И все же следует считать очевидным, что в современном состоянии Западного мира, болезненное уродство огромного количества вещей, собираемых вместе, отражает в какой-то степени расщепленность, раздробленность сознания: манеры мышления и способы поведения нагромождаются друг на друга без всякой согласованности, без ведущей идеи, которая обладала бы достаточной силой, чтобы как-то упорядочить бесконечный поток возможностей выбора.

Мы закрываем глаза от чрезмерно яркого света, и точно такая же, элементарная биологическая реакция вынуждает нас отказаться от спонтанного усилия организовать окружающий мир, если мы сталкиваемся с мощным напором беспорядка. Единственное, что в этом случае — сосредоточиться целиком на изолированной цели, достижимой в данный момент.

По той же причине нахождение в себе ответа на сохранившуюся неизменной городскую среду старого итальянского или голландского городка требует весьма значительного усилия.

Каждое здание обращается к нам с посланием столь ясным и ярким, что его невозможно игнорировать, а связность образа целой улицы или площади лишает нас возможности спокойно ограничить внимание одним лишь элементом окружения в каждый момент времени. Защитная слепота, выработанная в нас хаотичностью привычного окружения, не «срабатывает», когда воспринимаемая упорядоченность взывает к пониманию: мы обнаруживаем в себе болезненное состояние повышенного внимания.

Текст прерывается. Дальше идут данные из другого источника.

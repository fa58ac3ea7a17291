//! Name-based references and the client registrations kept on their targets.
//!
//! A resolved reference in a property of `client` registers a [`BackRef`]
//! on its target. The target only ever reaches its clients through these
//! registrations: on rename or removal it visits each one and either moves
//! the reference along or flips it back to an unresolved name.

use quire_primitives::{ElementId, ElementRef, ModuleId, PropertyValue, split_qualified};
use quire_schema::{EXTENDS_PROP, PropertyDefn, STYLE_PROP, SchemaRegistry};
use rustc_hash::FxHashSet as HashSet;
use tracing::{debug, warn};

use crate::activity::Record;
use crate::config::RenamePolicy;
use crate::design::Design;
use crate::element::BackRef;
use crate::error::{ReferenceError, Result};
use crate::notification::Notification;


/// Why a target's clients are being revisited.
#[derive(Debug, Clone, Copy, PartialEq, Eq)]
pub(crate) enum RefCause {
	Renamed,
	Removed,
}

/// Calls `f` for every reference inside `value`, paired with the definition
/// that declares its target kind.
fn walk_refs_mut(
	schema: &SchemaRegistry,
	defn: &PropertyDefn,
	value: &mut PropertyValue,
	f: &mut dyn FnMut(&PropertyDefn, &mut ElementRef) -> Result<()>,
) -> Result<()> {
	match value {
		PropertyValue::Ref(r) if defn.ref_target().is_some() => f(defn, r),
		PropertyValue::List(items) => {
			for item in items {
				walk_refs_mut(schema, defn, item, f)?;
			}
			Ok(())
		}
		PropertyValue::Structure(s) => {
			let Some(layout) = schema.structure(s.defn()) else {
				return Ok(());
			};
			for (name, member) in s.members_mut() {
				if let Some(member_defn) = layout.member(name) {
					walk_refs_mut(schema, member_defn, member, f)?;
				}
			}
			Ok(())
		}
		_ => Ok(()),
	}
}

impl Design {
	/// Looks up an element by (optionally qualified) name in the name space of
	/// `target_kind`, as seen from `module`.
	///
	/// `lib.name` looks in the library included as `lib`; plain names look in
	/// `module` itself.
	pub fn find_element(&self, module: ModuleId, target_kind: &str, name: &str) -> Option<ElementId> {
		let space = self.schema().element(target_kind)?.name_space.as_deref()?;
		if let (Some(ns), local) = split_qualified(name)
			&& let Some(library) = self.graph().module_by_name_space(ns)
			&& let Some(found) = self.graph().lookup(library.id, space, local)
		{
			return Some(found);
		}
		self.graph().lookup(module, space, name)
	}

	/// Name under which elements of `from` refer to `target`.
	pub fn ref_name(&self, from: ModuleId, target: ElementId) -> Option<String> {
		let el = self.graph().get(target)?;
		let name = el.name()?;
		if el.module() == from {
			return Some(name.to_string());
		}
		let ns = self.graph().module(el.module())?.name_space.as_deref()?;
		Some(format!("{ns}.{name}"))
	}

	/// Returns true if any client refers to `target`.
	pub fn has_references(&self, target: ElementId) -> bool {
		self.graph()
			.get(target)
			.is_some_and(|e| !e.back_refs().is_empty())
	}

	/// Distinct `(client, property)` pairs registered on `target`.
	pub fn clients(&self, target: ElementId) -> Vec<(ElementId, String)> {
		let mut out: Vec<(ElementId, String)> = Vec::new();
		if let Some(el) = self.graph().get(target) {
			for b in el.back_refs() {
				if !out.iter().any(|(c, p)| *c == b.client && *p == b.property) {
					out.push((b.client, b.property.clone()));
				}
			}
		}
		out
	}

	/// Registers `client` as referring to `target` through `property`.
	pub(crate) fn add_client(&mut self, target: ElementId, client: ElementId, property: &str) -> Result<()> {
		let Some(el) = self.graph().get(target) else {
			warn!(target = %target, client = %client, property, "client registration on missing target skipped");
			return Ok(());
		};
		let index = el.back_refs().len();
		self.apply(Record::BackRefAdd {
			target,
			index,
			back_ref: BackRef::new(client, property),
		})
	}

	/// Drops one registration of `client` through `property` from `target`.
	pub(crate) fn drop_client(&mut self, target: ElementId, client: ElementId, property: &str) -> Result<()> {
		let back_ref = BackRef::new(client, property);
		let index = self
			.graph()
			.get(target)
			.and_then(|el| el.back_refs().iter().position(|b| *b == back_ref));
		let Some(index) = index else {
			warn!(target = %target, client = %client, property, "client registration not found");
			return Ok(());
		};
		self.apply(Record::BackRefDrop {
			target,
			index,
			back_ref,
		})
	}

	/// Releases every registration held by the properties of `id`.
	pub(crate) fn sever_outgoing(&mut self, id: ElementId) -> Result<()> {
		let mut held = Vec::new();
		if let Some(el) = self.graph().get(id) {
			for (property, value) in el.locals() {
				value.visit_refs(&mut |_, r| {
					if let Some(target) = r.target {
						held.push((target, property.to_string()));
					}
				});
			}
		}
		for (target, property) in held {
			self.drop_client(target, id, &property)?;
		}
		Ok(())
	}

	/// Resolves every reference in `value` by name.
	///
	/// `extends` must resolve; other references that find no target stay
	/// unresolved by name. A target of the wrong kind is an error.
	pub(crate) fn resolve_refs(&self, module: ModuleId, defn: &PropertyDefn, value: &mut PropertyValue) -> Result<()> {
		walk_refs_mut(self.schema(), defn, value, &mut |defn, r| {
			let Some(target_kind) = defn.ref_target() else {
				return Ok(());
			};
			match self.find_element(module, target_kind, &r.name) {
				Some(found) => {
					self.check_target_kind(defn, &r.name, found)?;
					r.target = Some(found);
				}
				None if defn.name == EXTENDS_PROP => {
					return Err(ReferenceError::Unresolved {
						property: defn.name.clone(),
						name: r.name.clone(),
					}
					.into());
				}
				None => r.target = None,
			}
			Ok(())
		})
	}

	fn check_target_kind(&self, defn: &PropertyDefn, name: &str, found: ElementId) -> Result<()> {
		let (Some(expected), Some(el)) = (defn.ref_target(), self.graph().get(found)) else {
			return Ok(());
		};
		if self.schema().is_kind_of(el.kind(), expected) {
			return Ok(());
		}
		Err(ReferenceError::WrongKind {
			property: defn.name.clone(),
			name: name.to_string(),
			expected: expected.to_string(),
			found: el.kind().to_string(),
		}
		.into())
	}

	/// Rejects `element.property = target` when following `property` from
	/// `target` leads back to `element`.
	pub(crate) fn check_ref_cycle(&self, element: ElementId, property: &str, target: ElementId) -> Result<()> {
		let mut seen = HashSet::default();
		let mut cur = Some(target);
		while let Some(id) = cur {
			if id == element {
				return Err(ReferenceError::Cycle {
					element,
					target,
					property: property.to_string(),
				}
				.into());
			}
			if !seen.insert(id) {
				break;
			}
			cur = self
				.graph()
				.get(id)
				.and_then(|e| e.local(property))
				.and_then(PropertyValue::as_ref_value)
				.and_then(|r| r.target);
		}
		Ok(())
	}

	/// Revisits every client of `target` after it was renamed or is about
	/// to be removed.
	///
	/// On rename with [`RenamePolicy::Follow`] references take the new name.
	/// Otherwise they become unresolved, keeping their name, and are
	/// re-resolved against another element carrying that name if there is
	/// one. Style clients get [`Notification::StyleChanged`]; other clients
	/// whose reference became unresolved get
	/// [`Notification::ReferenceInvalidated`].
	pub(crate) fn update_client_references(&mut self, target: ElementId, cause: RefCause) -> Result<()> {
		let clients = self.clients(target);
		if clients.is_empty() {
			return Ok(());
		}
		debug!(target = %target, ?cause, clients = clients.len(), "updating client references");

		for (client, property) in clients {
			let Some(el) = self.graph().get(client) else {
				warn!(client = %client, target = %target, "registered client no longer exists");
				continue;
			};
			let Some(mut value) = el.local(&property).cloned() else {
				warn!(client = %client, property, "registered client property is unset");
				continue;
			};
			let module = el.module();
			let Some(defn) = self.schema().property(el.kind(), &property).cloned() else {
				continue;
			};
			let follow = match cause {
				RefCause::Renamed if self.config().rename_policy == RenamePolicy::Follow => {
					self.ref_name(module, target)
				}
				_ => None,
			};

			let mut invalidated = Vec::new();
			walk_refs_mut(self.schema(), &defn, &mut value, &mut |defn, r| {
				if r.target != Some(target) {
					return Ok(());
				}
				if let Some(name) = &follow {
					r.name = name.clone();
					return Ok(());
				}
				r.target = defn
					.ref_target()
					.and_then(|kind| self.find_element(module, kind, &r.name))
					.filter(|found| *found != target)
					.filter(|found| self.check_target_kind(defn, &r.name, *found).is_ok());
				if r.target.is_none() {
					invalidated.push(r.name.clone());
				}
				Ok(())
			})?;

			self.store_property(client, &property, Some(value))?;
			if property == STYLE_PROP {
				self.emit(Notification::StyleChanged {
					client,
					style: target,
				})?;
			} else {
				for name in invalidated {
					self.emit(Notification::ReferenceInvalidated {
						client,
						property: property.clone(),
						name,
					})?;
				}
			}
			if property == EXTENDS_PROP {
				self.refresh_virtual_content(client)?;
				self.refresh_dependents(client)?;
			}
		}
		Ok(())
	}

	/// Resolves references still waiting for their target.
	///
	/// With `name` set, only references whose (local) name matches are tried.
	pub(crate) fn resolve_pending(&mut self, name: Option<&str>) -> Result<()> {
		let mut updates = Vec::new();
		for el in self.graph().elements() {
			for (property, value) in el.locals() {
				let mut pending = false;
				value.visit_refs(&mut |_, r| {
					pending |= r.target.is_none()
						&& name.is_none_or(|n| split_qualified(&r.name).1 == n);
				});
				if !pending {
					continue;
				}
				let Some(defn) = self.schema().property(el.kind(), property) else {
					continue;
				};
				let mut next = value.clone();
				walk_refs_mut(self.schema(), defn, &mut next, &mut |defn, r| {
					if r.target.is_none()
						&& let Some(kind) = defn.ref_target()
						&& let Some(found) = self.find_element(el.module(), kind, &r.name)
						&& self.check_target_kind(defn, &r.name, found).is_ok()
						&& self.can_link(el.id(), &defn.name, found)
					{
						r.target = Some(found);
					}
					Ok(())
				})?;
				if next != *value {
					updates.push((el.id(), property.to_string(), next));
				}
			}
		}
		updates.sort_by(|a, b| (a.0, &a.1).cmp(&(b.0, &b.1)));

		for (id, property, value) in updates {
			debug!(element = %id, property, "pending reference resolved");
			self.store_property(id, &property, Some(value))?;
			if property == EXTENDS_PROP {
				self.refresh_virtual_content(id)?;
				self.refresh_dependents(id)?;
			}
		}
		Ok(())
	}

	/// References that currently have no target, ordered by element.
	pub fn unresolved_references(&self) -> Vec<(ElementId, String, String)> {
		let mut out = Vec::new();
		for el in self.graph().elements() {
			for (property, value) in el.locals() {
				value.visit_refs(&mut |_, r| {
					if r.target.is_none() {
						out.push((el.id(), property.to_string(), r.name.clone()));
					}
				});
			}
		}
		out.sort();
		out
	}
}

На одной из площадей Западного Берлина руины неороманской кирхи, построенной в 1893 г. и полуразрушенной во время второй мировой войны, сохранены как историческое напоминание.

Руины, однако, дополнены современным зданием церкви, имеющей форму восьмигранника, и призматической колокольней. Нет такого способа, который позволил бы совместить оба сооружения в рамках одного образа, и потому, несмотря на пространственную связность обоих, сознание не может воспринять их единовременно.

Если принять за реальность черную, обгорелую руину, современное здание словно испаряется, превращаясь в бледный призрак; соответственно, если аккуратный, замкнутый объем новой церкви оказывается в состоянии навязать себя нашему вниманию, зрительно исчезают руины.